### Exercise instructions
Reproduce this listing from its first line through the line with "pointer it was", inclusive, leaving out all that follows.

### Input material
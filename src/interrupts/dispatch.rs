//! Vector → handler routing.
//!
//! Every stub lands in [`interrupt_dispatch`], which looks the vector up in
//! the handler table, runs the handler if one is registered and then
//! acknowledges the PIC. Unhandled CPU exceptions are fatal; unhandled
//! vectors above the IRQ range are ignored.

use lazy_static::lazy_static;
use spin::Mutex;

use crate::interrupts::{pic, InterruptFrame, IRQ_BASE};
use crate::x86;

/// A handler receives the saved frame and the context pointer it was
/// registered with. It runs with interrupts off and must not block, print,
/// log or touch the heap.
pub type Handler = fn(&InterruptFrame, *mut ());

#[derive(Clone, Copy)]
struct Entry {
    handler: Handler,
    context: *mut (),
}

pub struct HandlerTable {
    entries: [Option<Entry>; 256],
}

// The context pointers are opaque to us; whoever registers one promises it
// stays valid for handler context.
unsafe impl Send for HandlerTable {}

impl HandlerTable {
    pub const fn new() -> Self {
        Self { entries: [None; 256] }
    }

    pub fn set(&mut self, vector: u8, handler: Handler, context: *mut ()) {
        self.entries[vector as usize] = Some(Entry { handler, context });
    }

    pub fn clear(&mut self, vector: u8) {
        self.entries[vector as usize] = None;
    }

    pub fn reset(&mut self) {
        self.entries = [None; 256];
    }

    fn get(&self, vector: u8) -> Option<Entry> {
        self.entries[vector as usize]
    }

    pub fn is_registered(&self, vector: u8) -> bool {
        self.entries[vector as usize].is_some()
    }
}

lazy_static! {
    static ref HANDLERS: Mutex<HandlerTable> = Mutex::new(HandlerTable::new());
}

/// Forget every registered handler.
pub fn reset() {
    x86::without_interrupts(|| HANDLERS.lock().reset());
}

/// Route `vector` to `handler`, replacing whatever was there.
///
/// The table is locked with interrupts off, so the dispatcher never finds
/// it held.
pub fn register_handler(vector: u8, handler: Handler, context: *mut ()) {
    x86::without_interrupts(|| HANDLERS.lock().set(vector, handler, context));
}

/// Fall back to the default action for `vector`.
pub fn unregister_handler(vector: u8) {
    x86::without_interrupts(|| HANDLERS.lock().clear(vector));
}

const EXCEPTION_NAMES: [&str; 32] = [
    "Divide Error",
    "Debug",
    "Non-Maskable Interrupt",
    "Breakpoint",
    "Overflow",
    "Bound Range Exceeded",
    "Invalid Opcode",
    "Device Not Available",
    "Double Fault",
    "Coprocessor Segment Overrun",
    "Invalid TSS",
    "Segment Not Present",
    "Stack-Segment Fault",
    "General Protection Fault",
    "Page Fault",
    "Reserved",
    "x87 Floating-Point Exception",
    "Alignment Check",
    "Machine Check",
    "SIMD Floating-Point Exception",
    "Virtualization Exception",
    "Control Protection Exception",
    "Reserved",
    "Reserved",
    "Reserved",
    "Reserved",
    "Reserved",
    "Reserved",
    "Hypervisor Injection Exception",
    "VMM Communication Exception",
    "Security Exception",
    "Reserved",
];

pub fn exception_name(vector: u8) -> Option<&'static str> {
    EXCEPTION_NAMES.get(vector as usize).copied()
}

/// What the dispatcher does with a vector nobody registered for.
#[derive(Debug, PartialEq, Eq)]
enum Fallback {
    Fatal(&'static str),
    Ignore,
}

fn fallback(vector: u8) -> Fallback {
    match exception_name(vector) {
        Some(name) if vector < IRQ_BASE => Fallback::Fatal(name),
        _ => Fallback::Ignore,
    }
}

/// Called by the common stub with a pointer to the frame it built.
pub extern "C" fn interrupt_dispatch(frame: *mut InterruptFrame) {
    let frame = unsafe { &*frame };
    let vector = frame.vector();

    // Copy the entry out so the lock isn't held while the handler runs.
    let entry = HANDLERS.lock().get(vector);
    match entry {
        Some(entry) => (entry.handler)(frame, entry.context),
        None => {
            if let Fallback::Fatal(name) = fallback(vector) {
                crate::panic::exception(frame, name);
            }
        }
    }

    // After the handler, so a slow handler can't be re-entered on its line.
    pic::end_of_interrupt(vector);
}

### Written answer
filename src/interrupts/dispatch.rs
//! Vector → handler routing.
//!
//! Every stub lands in [`interrupt_dispatch`], which looks the vector up in
//! the handler table, runs the handler if one is registered and then
//! acknowledges the PIC. Unhandled CPU exceptions are fatal; unhandled
//! vectors above the IRQ range are ignored.

use lazy_static::lazy_static;
use spin::Mutex;

use crate::interrupts::{pic, InterruptFrame, IRQ_BASE};
use crate::x86;

/// A handler receives the saved frame and the context pointer it was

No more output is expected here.